Items listed in a dataset =
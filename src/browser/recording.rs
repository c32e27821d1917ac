//! Click recording file written by the in-page click recorder.
//!
//! The recorder itself runs inside the browser; this module reads, imports
//! and clears its output. The file is a JSON array of [`ClickEvent`]s.

use anyhow::{Context, Result};
use chrono::{DateTime, Utc};
use serde::{Deserialize, Serialize};
use std::fmt;
use std::fs;
use std::path::Path;

/// Longest element text shown when listing events.
const TEXT_PREVIEW_CHARS: usize = 40;

/// One recorded click.
#[derive(Debug, Clone, PartialEq, Serialize, Deserialize)]
pub struct ClickEvent {
    #[serde(rename = "type")]
    pub kind: String,
    pub xpath: String,
    pub tag: String,
    #[serde(default)]
    pub text: String,
    /// Milliseconds since the Unix epoch.
    pub timestamp: i64,
}

impl ClickEvent {
    pub fn recorded_at(&self) -> Option<DateTime<Utc>> {
        DateTime::from_timestamp_millis(self.timestamp)
    }
}

impl fmt::Display for ClickEvent {
    fn fmt(&self, f: &mut fmt::Formatter<'_>) -> fmt::Result {
        match self.recorded_at() {
            Some(at) => write!(f, "[{}]", at.format("%H:%M:%S%.3f"))?,
            None => write!(f, "[{}]", self.timestamp)?,
        }
        write!(f, " {} <{}> {}", self.kind, self.tag.to_lowercase(), self.xpath)?;
        let text = self.text.trim();
        if !text.is_empty() {
            if text.chars().count() > TEXT_PREVIEW_CHARS {
                let truncated: String = text.chars().take(TEXT_PREVIEW_CHARS).collect();
                write!(f, " \"{}...\"", truncated)?;
            } else {
                write!(f, " \"{}\"", text)?;
            }
        }
        Ok(())
    }
}

/// A recorded click session.
#[derive(Debug, Clone, Default, PartialEq, Serialize, Deserialize)]
#[serde(transparent)]
pub struct ClickRecording {
    pub events: Vec<ClickEvent>,
}

impl ClickRecording {
    /// Loads a recording, returning `None` if the file doesn't exist.
    pub fn load(path: &Path) -> Result<Option<Self>> {
        if !path.exists() {
            return Ok(None);
        }
        let contents = fs::read_to_string(path)
            .with_context(|| format!("Failed to read recording {:?}", path))?;
        let recording: ClickRecording = serde_json::from_str(&contents)
            .with_context(|| format!("Failed to parse recording {:?}", path))?;
        Ok(Some(recording))
    }

    /// Writes the recording as pretty JSON, creating parent directories.
    pub fn save(&self, path: &Path) -> Result<()> {
        if let Some(parent) = path.parent() {
            fs::create_dir_all(parent)?;
        }
        let json = serde_json::to_string_pretty(self)?;
        fs::write(path, json).with_context(|| format!("Failed to write recording {:?}", path))?;
        Ok(())
    }

    /// Deletes the recording file. Returns whether there was one.
    pub fn clear(path: &Path) -> Result<bool> {
        if !path.exists() {
            return Ok(false);
        }
        fs::remove_file(path).with_context(|| format!("Failed to delete recording {:?}", path))?;
        Ok(true)
    }

    pub fn len(&self) -> usize {
        self.events.len()
    }

    pub fn is_empty(&self) -> bool {
        self.events.is_empty()
    }
}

INSTRUCTIONS TO FOLLOW = Copy every line in the data above that has the string "xpath" in it.

EXERCISE SOLUTION =
    pub xpath: String,
        write!(f, " {} <{}> {}", self.kind, self.tag.to_lowercase(), self.xpath)?;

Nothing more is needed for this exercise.